What you will do. Only lines with the string "horizontal" matter here; gather them from the material below.

☆ ☆ ☆ ☆ ☆ ☆ ☆

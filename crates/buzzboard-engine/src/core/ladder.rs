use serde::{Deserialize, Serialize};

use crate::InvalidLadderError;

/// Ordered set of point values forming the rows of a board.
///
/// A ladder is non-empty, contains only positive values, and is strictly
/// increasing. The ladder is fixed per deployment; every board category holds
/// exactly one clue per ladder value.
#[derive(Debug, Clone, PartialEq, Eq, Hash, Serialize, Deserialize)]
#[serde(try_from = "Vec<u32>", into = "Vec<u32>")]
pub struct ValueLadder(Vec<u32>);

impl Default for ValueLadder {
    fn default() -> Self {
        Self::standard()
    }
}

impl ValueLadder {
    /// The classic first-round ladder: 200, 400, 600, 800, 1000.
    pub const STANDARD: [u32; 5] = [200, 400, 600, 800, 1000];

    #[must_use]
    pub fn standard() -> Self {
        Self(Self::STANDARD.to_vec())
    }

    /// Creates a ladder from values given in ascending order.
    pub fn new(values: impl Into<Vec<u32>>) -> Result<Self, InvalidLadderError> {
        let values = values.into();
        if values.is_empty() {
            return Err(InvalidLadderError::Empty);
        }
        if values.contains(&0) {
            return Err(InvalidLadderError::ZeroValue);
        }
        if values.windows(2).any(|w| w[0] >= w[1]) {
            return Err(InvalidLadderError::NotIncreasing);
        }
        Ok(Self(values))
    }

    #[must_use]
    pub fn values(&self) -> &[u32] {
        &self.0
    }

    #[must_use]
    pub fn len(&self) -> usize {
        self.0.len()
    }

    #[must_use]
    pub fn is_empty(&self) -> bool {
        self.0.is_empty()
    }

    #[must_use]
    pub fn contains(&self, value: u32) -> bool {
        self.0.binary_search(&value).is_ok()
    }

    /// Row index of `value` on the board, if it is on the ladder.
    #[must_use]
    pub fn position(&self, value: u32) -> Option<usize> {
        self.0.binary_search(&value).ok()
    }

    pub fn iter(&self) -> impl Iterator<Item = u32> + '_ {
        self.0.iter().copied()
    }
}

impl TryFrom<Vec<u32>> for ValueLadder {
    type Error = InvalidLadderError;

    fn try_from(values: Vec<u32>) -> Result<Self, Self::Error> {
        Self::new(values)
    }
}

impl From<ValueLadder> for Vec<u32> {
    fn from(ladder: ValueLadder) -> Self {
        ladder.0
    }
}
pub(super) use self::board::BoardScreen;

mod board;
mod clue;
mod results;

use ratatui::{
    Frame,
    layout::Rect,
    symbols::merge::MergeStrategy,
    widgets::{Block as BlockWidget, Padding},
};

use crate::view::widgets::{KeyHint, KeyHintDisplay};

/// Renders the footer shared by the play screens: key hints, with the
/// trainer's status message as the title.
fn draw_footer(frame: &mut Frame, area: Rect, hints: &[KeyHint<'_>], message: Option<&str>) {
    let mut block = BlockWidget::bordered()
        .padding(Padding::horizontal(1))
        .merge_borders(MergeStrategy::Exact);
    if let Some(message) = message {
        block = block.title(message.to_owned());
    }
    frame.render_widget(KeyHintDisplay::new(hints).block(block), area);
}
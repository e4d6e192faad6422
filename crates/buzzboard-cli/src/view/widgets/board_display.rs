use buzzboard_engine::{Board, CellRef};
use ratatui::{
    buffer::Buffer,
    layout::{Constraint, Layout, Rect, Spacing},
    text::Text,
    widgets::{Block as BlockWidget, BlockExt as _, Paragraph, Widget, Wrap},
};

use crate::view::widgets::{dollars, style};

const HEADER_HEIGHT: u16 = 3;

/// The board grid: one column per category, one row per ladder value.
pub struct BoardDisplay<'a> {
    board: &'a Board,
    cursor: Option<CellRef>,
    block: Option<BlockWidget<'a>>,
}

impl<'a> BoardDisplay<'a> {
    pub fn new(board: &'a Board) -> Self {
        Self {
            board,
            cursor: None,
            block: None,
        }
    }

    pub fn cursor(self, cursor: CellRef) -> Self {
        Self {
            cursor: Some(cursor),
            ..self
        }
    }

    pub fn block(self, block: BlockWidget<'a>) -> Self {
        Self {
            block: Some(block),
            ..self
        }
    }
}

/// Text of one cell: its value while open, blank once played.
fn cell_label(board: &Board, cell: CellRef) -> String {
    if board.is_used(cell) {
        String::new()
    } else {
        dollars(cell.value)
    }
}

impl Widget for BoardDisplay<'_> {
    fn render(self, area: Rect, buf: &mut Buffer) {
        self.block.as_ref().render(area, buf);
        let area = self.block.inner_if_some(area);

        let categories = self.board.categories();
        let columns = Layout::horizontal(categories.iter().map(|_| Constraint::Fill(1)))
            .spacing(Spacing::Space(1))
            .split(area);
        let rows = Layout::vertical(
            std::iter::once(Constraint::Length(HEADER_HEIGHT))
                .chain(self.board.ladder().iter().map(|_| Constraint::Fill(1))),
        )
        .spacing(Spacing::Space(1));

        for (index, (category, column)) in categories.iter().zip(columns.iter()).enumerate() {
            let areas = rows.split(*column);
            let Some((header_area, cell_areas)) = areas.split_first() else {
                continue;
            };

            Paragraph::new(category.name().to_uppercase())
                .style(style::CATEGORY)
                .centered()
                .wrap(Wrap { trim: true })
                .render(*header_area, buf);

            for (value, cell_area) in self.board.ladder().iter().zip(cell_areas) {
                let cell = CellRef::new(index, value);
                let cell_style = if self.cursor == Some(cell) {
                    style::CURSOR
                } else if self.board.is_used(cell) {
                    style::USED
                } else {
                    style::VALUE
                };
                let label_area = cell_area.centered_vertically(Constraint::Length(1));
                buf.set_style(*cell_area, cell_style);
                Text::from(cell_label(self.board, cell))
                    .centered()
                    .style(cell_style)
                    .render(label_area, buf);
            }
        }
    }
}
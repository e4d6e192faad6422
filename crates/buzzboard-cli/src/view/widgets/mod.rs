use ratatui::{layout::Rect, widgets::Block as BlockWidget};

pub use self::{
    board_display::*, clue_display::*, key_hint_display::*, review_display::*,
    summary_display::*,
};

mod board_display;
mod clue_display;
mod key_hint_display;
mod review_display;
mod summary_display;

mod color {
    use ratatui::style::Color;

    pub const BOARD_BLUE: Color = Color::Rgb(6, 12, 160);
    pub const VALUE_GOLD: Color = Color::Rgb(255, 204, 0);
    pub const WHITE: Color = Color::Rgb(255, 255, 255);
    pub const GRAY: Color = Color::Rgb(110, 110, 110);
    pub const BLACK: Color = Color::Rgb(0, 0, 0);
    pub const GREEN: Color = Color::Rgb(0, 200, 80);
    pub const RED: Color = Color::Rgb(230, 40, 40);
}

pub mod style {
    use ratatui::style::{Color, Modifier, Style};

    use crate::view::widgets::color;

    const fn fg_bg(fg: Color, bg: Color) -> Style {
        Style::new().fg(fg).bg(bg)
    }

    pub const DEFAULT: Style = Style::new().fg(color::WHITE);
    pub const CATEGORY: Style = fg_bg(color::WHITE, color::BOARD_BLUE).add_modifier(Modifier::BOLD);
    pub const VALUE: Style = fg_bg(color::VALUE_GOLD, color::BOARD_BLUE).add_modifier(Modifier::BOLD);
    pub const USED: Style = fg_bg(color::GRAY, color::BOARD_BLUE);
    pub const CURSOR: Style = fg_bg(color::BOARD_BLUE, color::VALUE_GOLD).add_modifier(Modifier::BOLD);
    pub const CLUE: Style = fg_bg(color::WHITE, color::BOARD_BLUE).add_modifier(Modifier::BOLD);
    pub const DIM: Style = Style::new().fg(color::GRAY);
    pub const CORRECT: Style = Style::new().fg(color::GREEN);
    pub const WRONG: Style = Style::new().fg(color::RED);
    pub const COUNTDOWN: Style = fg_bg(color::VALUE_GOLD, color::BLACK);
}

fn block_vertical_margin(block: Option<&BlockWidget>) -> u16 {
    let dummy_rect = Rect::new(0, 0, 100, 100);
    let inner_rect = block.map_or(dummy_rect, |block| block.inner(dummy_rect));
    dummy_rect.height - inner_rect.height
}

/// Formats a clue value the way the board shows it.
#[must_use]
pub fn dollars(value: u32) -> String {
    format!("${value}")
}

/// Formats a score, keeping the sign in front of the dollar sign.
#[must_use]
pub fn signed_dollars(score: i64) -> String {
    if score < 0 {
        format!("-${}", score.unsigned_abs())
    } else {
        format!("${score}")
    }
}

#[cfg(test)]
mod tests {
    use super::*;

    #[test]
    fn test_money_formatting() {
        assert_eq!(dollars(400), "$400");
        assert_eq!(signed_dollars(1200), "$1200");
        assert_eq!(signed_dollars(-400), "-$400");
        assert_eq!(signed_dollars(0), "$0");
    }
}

☆ ☆ ☆ ☆ ☆ ☆ ☆

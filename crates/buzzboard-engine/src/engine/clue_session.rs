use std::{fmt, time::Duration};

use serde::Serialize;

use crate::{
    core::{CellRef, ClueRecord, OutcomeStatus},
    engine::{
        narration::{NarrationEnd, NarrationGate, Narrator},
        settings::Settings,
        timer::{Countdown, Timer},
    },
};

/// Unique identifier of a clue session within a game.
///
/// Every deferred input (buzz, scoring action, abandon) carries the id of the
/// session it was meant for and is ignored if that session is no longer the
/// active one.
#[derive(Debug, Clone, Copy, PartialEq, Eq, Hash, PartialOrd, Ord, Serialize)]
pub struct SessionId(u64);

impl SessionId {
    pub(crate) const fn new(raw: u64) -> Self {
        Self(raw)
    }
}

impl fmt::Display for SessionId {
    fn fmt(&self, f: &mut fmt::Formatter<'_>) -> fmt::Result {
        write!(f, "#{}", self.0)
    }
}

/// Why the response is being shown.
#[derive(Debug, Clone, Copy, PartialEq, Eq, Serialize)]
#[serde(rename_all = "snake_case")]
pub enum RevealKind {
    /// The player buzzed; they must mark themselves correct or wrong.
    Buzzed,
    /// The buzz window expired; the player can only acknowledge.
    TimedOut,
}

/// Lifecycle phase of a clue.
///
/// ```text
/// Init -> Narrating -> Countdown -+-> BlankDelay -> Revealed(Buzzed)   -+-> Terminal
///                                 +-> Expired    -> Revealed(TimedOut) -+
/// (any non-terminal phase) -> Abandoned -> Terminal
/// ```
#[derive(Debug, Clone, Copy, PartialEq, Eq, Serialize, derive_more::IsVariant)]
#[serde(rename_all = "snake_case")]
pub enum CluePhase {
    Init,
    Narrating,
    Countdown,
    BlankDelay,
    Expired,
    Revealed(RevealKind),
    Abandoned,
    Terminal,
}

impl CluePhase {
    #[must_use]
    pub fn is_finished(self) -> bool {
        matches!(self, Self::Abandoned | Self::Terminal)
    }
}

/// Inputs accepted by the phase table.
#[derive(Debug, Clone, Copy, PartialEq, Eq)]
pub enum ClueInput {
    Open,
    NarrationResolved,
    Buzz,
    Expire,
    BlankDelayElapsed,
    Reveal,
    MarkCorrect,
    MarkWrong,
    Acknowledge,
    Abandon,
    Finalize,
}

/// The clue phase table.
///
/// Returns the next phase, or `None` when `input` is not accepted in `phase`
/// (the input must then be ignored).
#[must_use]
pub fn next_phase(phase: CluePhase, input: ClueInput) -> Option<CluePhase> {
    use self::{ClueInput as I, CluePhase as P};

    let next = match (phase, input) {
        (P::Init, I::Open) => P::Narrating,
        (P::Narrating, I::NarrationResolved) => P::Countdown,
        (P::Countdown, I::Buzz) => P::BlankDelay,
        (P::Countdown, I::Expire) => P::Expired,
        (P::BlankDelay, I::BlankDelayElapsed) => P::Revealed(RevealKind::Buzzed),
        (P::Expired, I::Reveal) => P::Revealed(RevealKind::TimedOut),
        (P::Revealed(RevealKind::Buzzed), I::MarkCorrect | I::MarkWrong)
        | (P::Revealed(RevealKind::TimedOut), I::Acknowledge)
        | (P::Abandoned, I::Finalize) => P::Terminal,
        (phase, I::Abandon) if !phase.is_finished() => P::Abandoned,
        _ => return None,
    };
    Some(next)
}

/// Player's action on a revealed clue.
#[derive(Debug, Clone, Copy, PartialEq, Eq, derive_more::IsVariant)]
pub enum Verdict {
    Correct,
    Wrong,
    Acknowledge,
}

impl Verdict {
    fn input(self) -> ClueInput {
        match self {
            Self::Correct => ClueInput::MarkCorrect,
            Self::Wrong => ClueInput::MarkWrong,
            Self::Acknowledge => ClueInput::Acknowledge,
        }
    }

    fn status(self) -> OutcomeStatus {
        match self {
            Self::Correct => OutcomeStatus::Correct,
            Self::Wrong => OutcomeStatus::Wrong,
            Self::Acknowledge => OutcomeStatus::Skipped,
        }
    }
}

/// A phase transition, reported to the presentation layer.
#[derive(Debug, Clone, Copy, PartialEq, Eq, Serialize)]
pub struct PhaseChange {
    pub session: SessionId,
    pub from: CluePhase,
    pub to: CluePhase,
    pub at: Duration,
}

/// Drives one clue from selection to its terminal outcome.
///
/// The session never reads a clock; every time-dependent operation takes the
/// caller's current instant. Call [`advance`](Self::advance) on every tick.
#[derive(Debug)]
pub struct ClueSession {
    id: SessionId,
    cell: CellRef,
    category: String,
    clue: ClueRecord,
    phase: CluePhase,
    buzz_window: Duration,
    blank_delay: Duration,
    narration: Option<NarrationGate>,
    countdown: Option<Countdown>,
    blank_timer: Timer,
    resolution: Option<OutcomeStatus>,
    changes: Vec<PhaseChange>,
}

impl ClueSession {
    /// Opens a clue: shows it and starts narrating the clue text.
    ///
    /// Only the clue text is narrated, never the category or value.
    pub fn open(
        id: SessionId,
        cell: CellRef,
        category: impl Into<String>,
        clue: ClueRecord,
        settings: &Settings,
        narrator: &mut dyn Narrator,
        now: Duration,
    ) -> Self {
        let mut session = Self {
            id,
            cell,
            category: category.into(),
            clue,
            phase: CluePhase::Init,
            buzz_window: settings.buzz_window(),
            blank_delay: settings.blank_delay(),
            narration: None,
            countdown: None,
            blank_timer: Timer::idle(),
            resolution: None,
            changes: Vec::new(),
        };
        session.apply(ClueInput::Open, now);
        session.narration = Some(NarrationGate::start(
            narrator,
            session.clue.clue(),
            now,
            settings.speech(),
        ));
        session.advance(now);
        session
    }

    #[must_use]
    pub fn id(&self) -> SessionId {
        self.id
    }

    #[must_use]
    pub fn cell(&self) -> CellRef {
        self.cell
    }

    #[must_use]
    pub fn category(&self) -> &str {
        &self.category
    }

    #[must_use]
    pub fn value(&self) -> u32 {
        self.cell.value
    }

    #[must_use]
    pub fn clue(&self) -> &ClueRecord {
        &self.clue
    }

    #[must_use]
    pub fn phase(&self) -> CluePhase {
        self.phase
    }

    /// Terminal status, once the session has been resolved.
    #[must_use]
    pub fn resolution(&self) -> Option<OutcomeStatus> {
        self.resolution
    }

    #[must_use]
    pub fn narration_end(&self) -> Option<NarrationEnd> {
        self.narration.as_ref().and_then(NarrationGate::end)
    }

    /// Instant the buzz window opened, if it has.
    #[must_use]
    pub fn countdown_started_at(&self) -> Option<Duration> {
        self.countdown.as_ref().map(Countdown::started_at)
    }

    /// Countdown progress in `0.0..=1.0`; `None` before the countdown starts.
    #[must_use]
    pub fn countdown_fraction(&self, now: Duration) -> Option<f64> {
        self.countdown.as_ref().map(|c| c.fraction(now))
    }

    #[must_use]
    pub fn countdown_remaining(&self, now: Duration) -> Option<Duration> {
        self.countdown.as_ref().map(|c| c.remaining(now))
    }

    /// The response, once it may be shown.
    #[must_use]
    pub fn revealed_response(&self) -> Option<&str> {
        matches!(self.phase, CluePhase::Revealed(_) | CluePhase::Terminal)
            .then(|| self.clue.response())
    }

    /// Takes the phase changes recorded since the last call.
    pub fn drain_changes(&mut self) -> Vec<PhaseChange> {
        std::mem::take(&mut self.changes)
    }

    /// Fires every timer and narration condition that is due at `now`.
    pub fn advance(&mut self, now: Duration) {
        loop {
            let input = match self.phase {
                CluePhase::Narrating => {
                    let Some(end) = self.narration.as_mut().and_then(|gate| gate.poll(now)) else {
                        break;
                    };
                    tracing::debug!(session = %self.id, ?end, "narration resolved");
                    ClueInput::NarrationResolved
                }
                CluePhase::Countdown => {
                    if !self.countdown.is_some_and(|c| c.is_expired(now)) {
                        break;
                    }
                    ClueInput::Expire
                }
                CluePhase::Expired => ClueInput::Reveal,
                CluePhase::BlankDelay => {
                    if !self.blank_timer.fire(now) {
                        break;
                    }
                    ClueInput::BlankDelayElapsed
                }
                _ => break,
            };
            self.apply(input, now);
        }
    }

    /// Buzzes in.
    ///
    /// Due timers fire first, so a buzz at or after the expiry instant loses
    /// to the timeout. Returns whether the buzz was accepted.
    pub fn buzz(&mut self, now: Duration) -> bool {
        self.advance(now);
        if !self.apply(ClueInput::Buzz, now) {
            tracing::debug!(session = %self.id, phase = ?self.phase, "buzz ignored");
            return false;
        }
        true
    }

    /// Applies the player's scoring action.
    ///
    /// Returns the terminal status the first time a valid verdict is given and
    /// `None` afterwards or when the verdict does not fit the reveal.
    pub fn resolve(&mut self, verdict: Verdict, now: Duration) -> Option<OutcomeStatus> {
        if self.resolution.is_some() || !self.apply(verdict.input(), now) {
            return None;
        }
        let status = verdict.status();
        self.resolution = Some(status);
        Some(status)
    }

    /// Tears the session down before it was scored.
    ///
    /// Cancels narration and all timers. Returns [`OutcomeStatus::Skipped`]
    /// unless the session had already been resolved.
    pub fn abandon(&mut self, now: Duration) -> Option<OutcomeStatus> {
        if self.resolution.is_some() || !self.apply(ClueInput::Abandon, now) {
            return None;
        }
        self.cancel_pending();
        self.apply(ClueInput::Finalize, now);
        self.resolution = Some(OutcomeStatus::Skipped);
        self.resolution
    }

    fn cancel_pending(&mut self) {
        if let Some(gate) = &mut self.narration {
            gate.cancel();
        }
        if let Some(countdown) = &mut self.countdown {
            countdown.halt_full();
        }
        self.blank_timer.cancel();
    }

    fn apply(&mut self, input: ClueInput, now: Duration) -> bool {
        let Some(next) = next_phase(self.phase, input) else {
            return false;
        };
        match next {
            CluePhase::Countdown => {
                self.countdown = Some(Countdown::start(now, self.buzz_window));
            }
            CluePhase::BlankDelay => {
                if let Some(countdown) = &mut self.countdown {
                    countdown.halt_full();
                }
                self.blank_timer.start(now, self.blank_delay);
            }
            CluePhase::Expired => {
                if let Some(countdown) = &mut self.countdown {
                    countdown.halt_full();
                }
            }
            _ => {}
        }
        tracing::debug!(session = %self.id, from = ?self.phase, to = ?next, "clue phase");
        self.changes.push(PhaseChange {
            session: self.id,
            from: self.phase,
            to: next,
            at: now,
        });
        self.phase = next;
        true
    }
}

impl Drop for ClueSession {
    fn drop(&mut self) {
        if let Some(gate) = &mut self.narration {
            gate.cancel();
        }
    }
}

☆ ☆ ☆ ☆ ☆ ☆ ☆

Response area.
        .padding(Padding::horizontal(1))
        let columns = Layout::horizontal(categories.iter().map(|_| Constraint::Fill(1)))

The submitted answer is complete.